Asagi poussa un profond soupir. Fermant les yeux, il posa ses mains sur les épaules de son frère et pressa ses lèvres contre sa nuque. Le parfum naturel qui émanait de sa peau, sublimé par les effluves de parfum artificiel masculin que son frère mettait toujours depuis son adolescence, l'apaisa. Instinctivement, il se colla un peu plus à ce corps dont l'odeur lui rappelait ses souvenirs d'adolescent, lorsque son frère et lui étaient toujours ensemble.
-Il ne peut pas vouloir faire ça...

Les mains de Ryô ont glissé contre la fenêtre. Il s'est tourné vers son frère, plaqué contre la vitre, et il a levé vers lui un regard rond et implorant. Asagi se sentit douloureusement impuissant face à ce visage éploré.
-Asagi, Mao n'a pas pu vouloir faire ça. Nous tromper... pour gagner l'argent que j'ai confié à la Fourrière ?
-Ryô.
Empli de chagrin et de déréliction, Asagi appuya son front contre celui de son frère, caressant tendrement ses joues. Ryô baissa les yeux pour dissimuler les larmes qui perlèrent au bout de ses cils.
-Toi, tu as toujours été si naïf.
-Je le sais, ça, répliqua Ryô sur un ton de reproche. Inutile de me rappeler mes défauts.
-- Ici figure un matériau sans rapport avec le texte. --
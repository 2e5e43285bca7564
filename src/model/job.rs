//! Job record and its metadata/parameter types.

use std::collections::BTreeMap;

use serde::{Deserialize, Serialize};

use super::{
    decode_int_map_entry, decode_string_map_entry, encode_int_map, encode_string_map, read_count,
    WorkPlane,
};
use crate::codec::{Decoder, Encoder, Record, WireType};
use crate::util::Result;

/// Top-level marking task. Exactly one per file.
#[derive(Debug, Clone, Default, PartialEq)]
pub struct Job {
    /// Work planes in append order. Never written as part of the job shell.
    pub work_planes: Vec<WorkPlane>,
    pub job_meta_data: Option<JobMetaData>,
    /// Marking parameter sets, referenced by `VectorBlock::marking_params_key`.
    pub marking_params_map: BTreeMap<i32, MarkingParams>,
    /// Part definitions, referenced by `VectorBlockMetaData::part_key`.
    pub parts_map: BTreeMap<i32, Part>,
    pub num_work_planes: u32,
    pub job_parameters: Option<JobParameters>,
}

impl Job {
    /// Create a job carrying only a name.
    pub fn named(name: impl Into<String>) -> Self {
        Self {
            job_meta_data: Some(JobMetaData {
                job_name: name.into(),
                ..Default::default()
            }),
            ..Default::default()
        }
    }

    /// Job name, or an empty string when no metadata is set.
    pub fn name(&self) -> &str {
        self.job_meta_data
            .as_ref()
            .map(|m| m.job_name.as_str())
            .unwrap_or("")
    }
}

impl Record for Job {
    fn encode(&self, enc: &mut Encoder) {
        for plane in &self.work_planes {
            enc.message(1, plane);
        }
        if let Some(meta) = &self.job_meta_data {
            enc.message(2, meta);
        }
        encode_int_map(enc, 3, &self.marking_params_map);
        encode_int_map(enc, 4, &self.parts_map);
        enc.int32(5, self.num_work_planes as i32);
        if let Some(params) = &self.job_parameters {
            enc.message(6, params);
        }
    }

    fn merge_field(&mut self, field: u32, wire: WireType, dec: &mut Decoder<'_>) -> Result<()> {
        match field {
            1 => self.work_planes.push(dec.read_message(wire)?),
            2 => self.job_meta_data = Some(dec.read_message(wire)?),
            3 => decode_int_map_entry(wire, dec, &mut self.marking_params_map)?,
            4 => decode_int_map_entry(wire, dec, &mut self.parts_map)?,
            5 => self.num_work_planes = read_count(dec, wire)?,
            6 => self.job_parameters = Some(dec.read_message(wire)?),
            _ => dec.skip(wire)?,
        }
        Ok(())
    }
}

/// Descriptive job metadata.
#[derive(Debug, Clone, Default, PartialEq)]
pub struct JobMetaData {
    /// Seconds since the Unix epoch.
    pub job_creation_time: u64,
    pub version: i64,
    pub job_name: String,
    pub author: String,
    pub description: String,
}

impl Record for JobMetaData {
    fn encode(&self, enc: &mut Encoder) {
        enc.uint64(1, self.job_creation_time);
        enc.int64(2, self.version);
        enc.string(3, &self.job_name);
        enc.string(4, &self.author);
        enc.string(5, &self.description);
    }

    fn merge_field(&mut self, field: u32, wire: WireType, dec: &mut Decoder<'_>) -> Result<()> {
        match field {
            1 => self.job_creation_time = dec.read_u64(wire)?,
            2 => self.version = dec.read_i64(wire)?,
            3 => self.job_name = dec.read_string(wire)?,
            4 => self.author = dec.read_string(wire)?,
            5 => self.description = dec.read_string(wire)?,
            _ => dec.skip(wire)?,
        }
        Ok(())
    }
}

/// Free-form machine/process parameters.
#[derive(Debug, Clone, Default, PartialEq)]
pub struct JobParameters {
    pub entries: BTreeMap<String, String>,
}

impl Record for JobParameters {
    fn encode(&self, enc: &mut Encoder) {
        encode_string_map(enc, 1, &self.entries);
    }

    fn merge_field(&mut self, field: u32, wire: WireType, dec: &mut Decoder<'_>) -> Result<()> {
        match field {
            1 => decode_string_map_entry(wire, dec, &mut self.entries)?,
            _ => dec.skip(wire)?,
        }
        Ok(())
    }
}

/// One laser parameter set.
#[derive(Debug, Clone, Default, PartialEq, Serialize, Deserialize)]
#[serde(default)]
pub struct MarkingParams {
    pub name: String,
    pub laser_power_in_w: f32,
    pub laser_speed_in_mm_per_s: f32,
    pub laser_focus_shift_in_mm: f32,
    pub jump_speed_in_mm_s: f32,
}

impl Record for MarkingParams {
    fn encode(&self, enc: &mut Encoder) {
        enc.string(1, &self.name);
        enc.float(2, self.laser_power_in_w);
        enc.float(3, self.laser_speed_in_mm_per_s);
        enc.float(4, self.laser_focus_shift_in_mm);
        enc.float(5, self.jump_speed_in_mm_s);
    }

    fn merge_field(&mut self, field: u32, wire: WireType, dec: &mut Decoder<'_>) -> Result<()> {
        match field {
            1 => self.name = dec.read_string(wire)?,
            2 => self.laser_power_in_w = dec.read_f32(wire)?,
            3 => self.laser_speed_in_mm_per_s = dec.read_f32(wire)?,
            4 => self.laser_focus_shift_in_mm = dec.read_f32(wire)?,
            5 => self.jump_speed_in_mm_s = dec.read_f32(wire)?,
            _ => dec.skip(wire)?,
        }
        Ok(())
    }
}

/// A part placed in the job.
#[derive(Debug, Clone, Default, PartialEq, Serialize, Deserialize)]
#[serde(default)]
pub struct Part {
    pub name: String,
    pub material: String,
}

impl Record for Part {
    fn encode(&self, enc: &mut Encoder) {
        enc.string(1, &self.name);
        enc.string(2, &self.material);
    }

    fn merge_field(&mut self, field: u32, wire: WireType, dec: &mut Decoder<'_>) -> Result<()> {
        match field {
            1 => self.name = dec.read_string(wire)?,
            2 => self.material = dec.read_string(wire)?,
            _ => dec.skip(wire)?,
        }
        Ok(())
    }
}
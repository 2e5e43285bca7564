//! Sliced layers to OVF.
//!
//! Each layer becomes one work plane at its height; each contour becomes one
//! line-sequence vector block.

use std::path::Path;

use tracing::{debug, info};

use crate::container::JobWriter;
use crate::model::{
    Job, MachineType, Points, VectorBlock, VectorBlockMetaData, VectorData, WorkPlane,
    WorkPlaneMetaData,
};
use crate::slicer::{Contour, SlicedLayer, Slicer};
use crate::util::Result;

/// Per-block and per-plane settings applied during conversion.
#[derive(Debug, Clone, Default, PartialEq)]
pub struct ConvertOptions {
    pub marking_params_key: i32,
    pub part_key: i32,
    pub machine_type: MachineType,
    /// Stored in each work plane's metadata when non-zero.
    pub layer_thickness_in_mm: f32,
}

/// What a conversion produced.
#[derive(Debug, Clone, Copy, Default, PartialEq, Eq)]
pub struct ConvertSummary {
    pub work_planes: usize,
    pub vector_blocks: usize,
}

/// Line-sequence block for one contour, points flattened to `f32` pairs.
pub fn contour_to_vector_block(
    contour: &Contour,
    index: usize,
    options: &ConvertOptions,
) -> VectorBlock {
    let points = contour
        .points
        .iter()
        .flat_map(|p| [p.x as f32, p.y as f32])
        .collect();
    VectorBlock {
        data: Some(VectorData::LineSequence(Points::new(points))),
        marking_params_key: options.marking_params_key,
        meta_data: Some(VectorBlockMetaData {
            part_key: options.part_key,
            contour_index: index as u32,
        }),
        repeats: 0,
    }
}

/// Work plane header for one layer (no vector blocks).
pub fn layer_to_work_plane(layer: &SlicedLayer, options: &ConvertOptions) -> WorkPlane {
    let scan_distance: f64 = layer.contours.iter().map(Contour::length).sum();
    WorkPlane {
        z_pos_in_mm: layer.z_height as f32,
        machine_type: options.machine_type,
        meta_data: Some(WorkPlaneMetaData {
            total_scan_distance_in_mm: scan_distance as f32,
            total_jump_distance_in_mm: 0.0,
            layer_thickness_in_mm: options.layer_thickness_in_mm,
        }),
        ..Default::default()
    }
}

/// Write `layers` as the work planes of `job` to `path`.
pub fn write_layers(
    path: impl AsRef<Path>,
    job: &Job,
    layers: &[SlicedLayer],
    options: &ConvertOptions,
) -> Result<ConvertSummary> {
    let mut writer = JobWriter::create(path, job)?;
    let mut summary = ConvertSummary::default();

    for layer in layers {
        let mut wp = writer.append_work_plane(&layer_to_work_plane(layer, options))?;
        for (i, contour) in layer.contours.iter().enumerate() {
            wp.append_vector_block(&contour_to_vector_block(contour, i, options))?;
        }
        summary.vector_blocks += layer.contours.len();
        wp.finish()?;
        summary.work_planes += 1;
        debug!(z = layer.z_height, contours = layer.contours.len(), "wrote layer");
    }

    writer.finish()?;
    info!(
        work_planes = summary.work_planes,
        vector_blocks = summary.vector_blocks,
        "wrote OVF job"
    );
    Ok(summary)
}

/// Slice with `slicer` and write the result.
pub fn convert(
    slicer: &impl Slicer,
    path: impl AsRef<Path>,
    job: &Job,
    layer_height: f64,
    options: &ConvertOptions,
) -> Result<ConvertSummary> {
    let layers = slicer.slice(layer_height)?;
    write_layers(path, job, &layers, options)
}

#[cfg(test)]
mod tests {
    use super::*;
    use crate::container::OvfReader;
    use crate::slicer::{MeshSlicer, Point2D, TriangleMesh};
    use glam::DVec3;
    use tempfile::NamedTempFile;

    #[test]
    fn test_contour_block_points() {
        let contour = Contour {
            points: vec![Point2D::new(0.0, 0.0), Point2D::new(10.0, 0.0), Point2D::new(0.0, 0.0)],
        };
        let options = ConvertOptions { marking_params_key: 2, part_key: 7, ..Default::default() };
        let block = contour_to_vector_block(&contour, 3, &options);
        assert_eq!(
            block.points().map(|p| p.points.clone()),
            Some(vec![0.0, 0.0, 10.0, 0.0, 0.0, 0.0])
        );
        assert_eq!(block.marking_params_key, 2);
        assert_eq!(block.meta_data, Some(VectorBlockMetaData { part_key: 7, contour_index: 3 }));
    }

    #[test]
    fn test_convert_cube() -> Result<()> {
        let temp = NamedTempFile::new()?;
        let mesh = TriangleMesh::cuboid(DVec3::ZERO, DVec3::new(10.0, 10.0, 1.0));
        let slicer = MeshSlicer::new(mesh);
        let options = ConvertOptions { layer_thickness_in_mm: 0.5, ..Default::default() };

        let summary = convert(&slicer, temp.path(), &Job::named("cube"), 0.5, &options)?;
        assert_eq!(summary, ConvertSummary { work_planes: 3, vector_blocks: 3 });

        let reader = OvfReader::open(temp.path())?;
        let job = reader.read_job()?;
        assert_eq!(job.name(), "cube");
        assert_eq!(job.num_work_planes, 3);

        let zs: Vec<f32> = job.work_planes.iter().map(|wp| wp.z_pos_in_mm).collect();
        assert_eq!(zs, vec![0.0, 0.5, 1.0]);
        for plane in &job.work_planes {
            let meta = plane.meta_data.as_ref().unwrap();
            assert!((meta.total_scan_distance_in_mm - 40.0).abs() < 1e-4);
            assert_eq!(meta.layer_thickness_in_mm, 0.5);
            assert_eq!(plane.vector_blocks.len(), 1);
        }
        Ok(())
    }
}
-Ce n'est pas un défaut, tu sais. Parce que ta naïveté est due à ton innocence. Toi, tu serais incapable de concevoir une chose pareille. Manipuler les autres pour en tirer profit comme de vulgaires objets, tu préfèrerais mourir, non ? Si elle est un peu attendrissante, Ryô, cette naïveté te nuit.
-Je le sais, répéta l'homme dont la voix s'amenuisait sous le poids des souvenirs d'antan qui remontaient à la surface.
-Alors, pourquoi est-ce que tu lui fais confiance ?
-Tu me demandes pourquoi ? Mais Asagi, moi je pense que la vraie question est plutôt celle de savoir pourquoi est-ce que c'est sur moi que Mao a d'abord jeté son dévolu. Parce que la normalité voudrait que l'on ait plus de raisons de vouloir faire confiance à quelqu'un plutôt que de vouloir le tromper, tu ne crois pas ?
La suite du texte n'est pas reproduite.